Today we reached a new level of scale that highlighted some things that up until now had been working well. Reliability is never finished, so work continues tomorrow.

monitoring

May 10, 2024 16:40 (UTC)

Runs have been back operating with normal queue times for a couple of hours on both version 2 and version 3. We're continuing to monitor this and pushing some more changes which should provide better throughput.

v3 was only impacted because the database had spiked because of v2 runs.

Summary of the issue: We use Graphile Worker which is a Postgres based queuing system. This is the core of v2 and has scaled really well for us. We've been upgrading the database and workers that pull jobs over the past 12 months as demand has increased and it's worked great.

Yesterday the performance of the database started getting worse. We're 95% confident this is because of the Graphile queue table. The queue has to be in the primary db (that does writes). The queue performance problems had the effect of slowing down other queries too. That's why v2 and v3 runs have been slow to process. And why dashboard performance has been degraded for everyone as well as runs processing slowly – some pages in the dashboard use our read replica but some have to use the primary.
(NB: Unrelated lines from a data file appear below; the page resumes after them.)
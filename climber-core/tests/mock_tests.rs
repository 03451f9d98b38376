use core::cell::RefCell;
use std::rc::Rc;

use climber_core::utils::config::{ClassifierConfig, TofTiming};
use climber_core::utils::controllers::color::LedCurrent;
use climber_core::utils::controllers::tof::{
    RangingResult, FACTORY_ADDRESS, NO_TARGET_MM, OFFLINE_MM, TOF_COUNT,
};
use climber_core::utils::controllers::{
    CalibrationError, CalibrationTarget, ColorClass, ColorManager, CommandOutcome, HubError,
    MemoryStore, RangingDevice, SensorCommand, SensorHub, SpectralSensor, TofArray, TofPosition,
    TofReading, SENSOR_CHANNEL,
};
use embedded_hal::delay::DelayNs;
use embedded_hal::i2c::{ErrorKind, I2c, NoAcknowledgeSource};
use embedded_hal_bus::i2c::RefCellDevice;
use embedded_hal_mock::eh1::digital::{Mock as PinMock, State as PinState, Transaction as PinTrans};
use embedded_hal_mock::eh1::i2c::{Mock as I2cMock, Transaction as I2cTrans};

/// Register holding the sensor's 7-bit bus address.
const I2C_SLAVE_DEVICE_ADDRESS: [u8; 2] = [0x00, 0x01];

/// Empty write checking for a sensor at the factory address.
pub fn ack(present: bool) -> I2cTrans {
    let t = I2cTrans::write(FACTORY_ADDRESS, vec![]);
    if present {
        t
    } else {
        t.with_error(ErrorKind::NoAcknowledge(NoAcknowledgeSource::Address))
    }
}

/// Address change issued by the ranging driver.
pub fn readdress(position: TofPosition) -> I2cTrans {
    let mut data = I2C_SLAVE_DEVICE_ADDRESS.to_vec();
    data.push(position.target_address());
    I2cTrans::write(FACTORY_ADDRESS, data)
}

/// Bus traffic of a clean boot where `wired` sensors answer.
fn boot_bus(wired: [bool; TOF_COUNT]) -> Vec<I2cTrans> {
    let mut expectations = Vec::new();
    for (position, present) in TofPosition::ALL.iter().zip(wired) {
        expectations.push(ack(present));
        if present {
            expectations.push(readdress(*position));
        }
    }
    expectations
}

/// XSHUT traffic: all low, then high one by one, low again for slots left offline.
fn xshut_pins(online: [bool; TOF_COUNT]) -> [PinMock; TOF_COUNT] {
    online.map(|on| {
        let mut seq = vec![
            PinTrans::set(PinState::Low),
            PinTrans::set(PinState::High),
        ];
        if !on {
            seq.push(PinTrans::set(PinState::Low));
        }
        PinMock::new(&seq)
    })
}

#[derive(Clone, Copy)]
struct BenchSlot {
    connected: bool,
    fail_init: bool,
    fail_start: bool,
    fail_read: bool,
    started: bool,
    ready: bool,
    result: RangingResult,
    polls: u32,
    rearms: u32,
}

impl BenchSlot {
    const IDLE: Self = Self {
        connected: false,
        fail_init: false,
        fail_start: false,
        fail_read: false,
        started: false,
        ready: false,
        result: RangingResult {
            objects_found: 0,
            range_status: 0,
            range_mm: 0,
        },
        polls: 0,
        rearms: 0,
    };
}

/// Shared view of every fake sensor's internal state.
struct Bench {
    slots: [BenchSlot; TOF_COUNT],
}

impl Bench {
    fn new() -> Rc<RefCell<Self>> {
        Rc::new(RefCell::new(Self {
            slots: [BenchSlot::IDLE; TOF_COUNT],
        }))
    }

    fn publish(
        &mut self,
        position: TofPosition,
        result: RangingResult,
    ) {
        let slot = &mut self.slots[position.index()];
        slot.result = result;
        slot.ready = true;
    }
}

/// Ranging driver that only touches the bus to change its address.
struct FakeRanger<'a> {
    position: TofPosition,
    bus: RefCellDevice<'a, I2cMock>,
    bench: Rc<RefCell<Bench>>,
}

impl FakeRanger<'_> {
    fn with_slot<R>(
        &self,
        f: impl FnOnce(&mut BenchSlot) -> R,
    ) -> R {
        f(&mut self.bench.borrow_mut().slots[self.position.index()])
    }
}

impl RangingDevice for FakeRanger<'_> {
    type Error = ErrorKind;

    fn init(
        &mut self,
        address: u8,
    ) -> Result<(), Self::Error> {
        assert_eq!(address, FACTORY_ADDRESS);
        if self.with_slot(|s| s.fail_init) {
            Err(ErrorKind::Other)
        } else {
            Ok(())
        }
    }

    fn set_device_address(
        &mut self,
        address: u8,
    ) -> Result<(), Self::Error> {
        let [hi, lo] = I2C_SLAVE_DEVICE_ADDRESS;
        self.bus.write(FACTORY_ADDRESS, &[hi, lo, address])
    }

    fn start_measurement(&mut self) -> Result<(), Self::Error> {
        self.with_slot(|s| {
            if s.fail_start {
                Err(ErrorKind::Other)
            } else {
                s.started = true;
                Ok(())
            }
        })
    }

    fn measurement_data_ready(&mut self) -> Result<bool, Self::Error> {
        Ok(self.with_slot(|s| {
            s.polls += 1;
            s.ready
        }))
    }

    fn ranging_result(&mut self) -> Result<RangingResult, Self::Error> {
        self.with_slot(|s| {
            if s.fail_read {
                Err(ErrorKind::Bus)
            } else {
                Ok(s.result)
            }
        })
    }

    fn clear_interrupt_and_start_measurement(&mut self) -> Result<(), Self::Error> {
        self.with_slot(|s| {
            s.rearms += 1;
            s.ready = false;
        });
        Ok(())
    }
}

/// Delay that only adds up what it was asked to wait.
#[derive(Default)]
struct TallyDelay {
    total_ns: u64,
}

impl DelayNs for TallyDelay {
    fn delay_ns(
        &mut self,
        ns: u32,
    ) {
        self.total_ns += ns as u64;
    }
}

fn connect_fake<'a>(
    bench: &Rc<RefCell<Bench>>
) -> impl FnMut(TofPosition, RefCellDevice<'a, I2cMock>) -> FakeRanger<'a> + '_ {
    move |position, bus| {
        bench.borrow_mut().slots[position.index()].connected = true;
        FakeRanger {
            position,
            bus,
            bench: bench.clone(),
        }
    }
}

#[test]
fn test_three_of_five_wired() {
    let wired = [true, false, true, false, true];
    let i2c_bus = RefCell::new(I2cMock::new(&boot_bus(wired)));
    let pins = xshut_pins(wired);
    let mut pin_handles = pins.clone();
    let bench = Bench::new();

    let mut clock_log = Vec::new();
    let mut clock = |hz: u32| clock_log.push(hz);
    let mut delay = TallyDelay::default();

    let mut tof = TofArray::new(&i2c_bus, pins, TofTiming::default());
    assert!(tof.begin(connect_fake(&bench), &mut clock, &mut delay));
    drop(clock);

    // Bus slowed for the boot, restored afterwards.
    assert_eq!(clock_log, [100_000, 400_000]);
    // 20 ms settle plus 10 ms per slot.
    assert_eq!(delay.total_ns, 70_000_000);

    assert_eq!(tof.online_count(), 3);
    assert!(tof.is_online(TofPosition::FrontLeft));
    assert!(!tof.is_online(TofPosition::FrontRight));
    assert!(tof.is_online(TofPosition::Center));

    {
        let mut b = bench.borrow_mut();
        b.publish(
            TofPosition::FrontLeft,
            RangingResult {
                objects_found: 1,
                range_status: 0,
                range_mm: 120,
            },
        );
        b.publish(
            TofPosition::BackLeft,
            RangingResult {
                objects_found: 0,
                range_status: 0,
                range_mm: 0,
            },
        );
        b.publish(
            TofPosition::Center,
            RangingResult {
                objects_found: 2,
                range_status: 4,
                range_mm: 45,
            },
        );
    }
    assert_eq!(tof.update(), 3);

    let readings = tof.readings();
    assert_eq!(
        readings[TofPosition::FrontLeft],
        TofReading {
            distance_mm: 120,
            valid: true
        }
    );
    assert_eq!(
        readings[TofPosition::BackLeft],
        TofReading {
            distance_mm: NO_TARGET_MM,
            valid: false
        }
    );
    assert_eq!(
        readings[TofPosition::Center],
        TofReading {
            distance_mm: 45,
            valid: false
        }
    );
    for position in [TofPosition::FrontRight, TofPosition::BackRight] {
        assert_eq!(readings[position].distance_mm, OFFLINE_MM);
        assert!(!readings[position].valid);
    }
    assert_eq!(readings.nearest_valid(), Some((TofPosition::FrontLeft, 120)));

    for _ in 0..10 {
        assert_eq!(tof.update(), 0);
    }
    assert_eq!(tof.readings(), readings);

    let b = bench.borrow();
    for position in [TofPosition::FrontRight, TofPosition::BackRight] {
        let slot = &b.slots[position.index()];
        assert!(!slot.connected);
        assert_eq!(slot.polls, 0);
    }
    for position in [TofPosition::FrontLeft, TofPosition::BackLeft, TofPosition::Center] {
        let slot = &b.slots[position.index()];
        assert!(slot.started);
        assert_eq!(slot.rearms, 1);
        assert_eq!(slot.polls, 11);
    }
    drop(b);

    i2c_bus.borrow_mut().done();
    for pin in pin_handles.iter_mut() {
        pin.done();
    }
}

#[test]
fn test_no_sensors_and_begin_once() {
    let wired = [false; TOF_COUNT];
    let i2c_bus = RefCell::new(I2cMock::new(&boot_bus(wired)));
    let pins = xshut_pins(wired);
    let mut pin_handles = pins.clone();
    let bench = Bench::new();

    let mut tof = TofArray::new(&i2c_bus, pins, TofTiming::default());
    let mut delay = TallyDelay::default();
    let mut clock = |_hz: u32| {};
    assert!(!tof.begin(connect_fake(&bench), &mut clock, &mut delay));
    assert_eq!(tof.online_count(), 0);

    // Second call reports the first outcome without touching bus or pins.
    assert!(!tof.begin(connect_fake(&bench), &mut clock, &mut delay));

    assert_eq!(tof.update(), 0);
    assert!(tof.readings().iter().all(|(_, r)| r.is_offline() && !r.valid));

    i2c_bus.borrow_mut().done();
    for pin in pin_handles.iter_mut() {
        pin.done();
    }
}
We performed the usual upgrades (and more) but that didn't fully fix the problem. It helped a bit but it didn't put us back to a steady state where we're processing runs fast again. We've been upgrading and changing settings on various parts of the infrastructure since to improve throughput but not overload the database.

identified

May 09, 2024 21:00 (UTC)

A large increase in usage has caused a big spike in database and backlog that we are working to rectify. Service will be reduced, especially of the dashboard, while we fix things.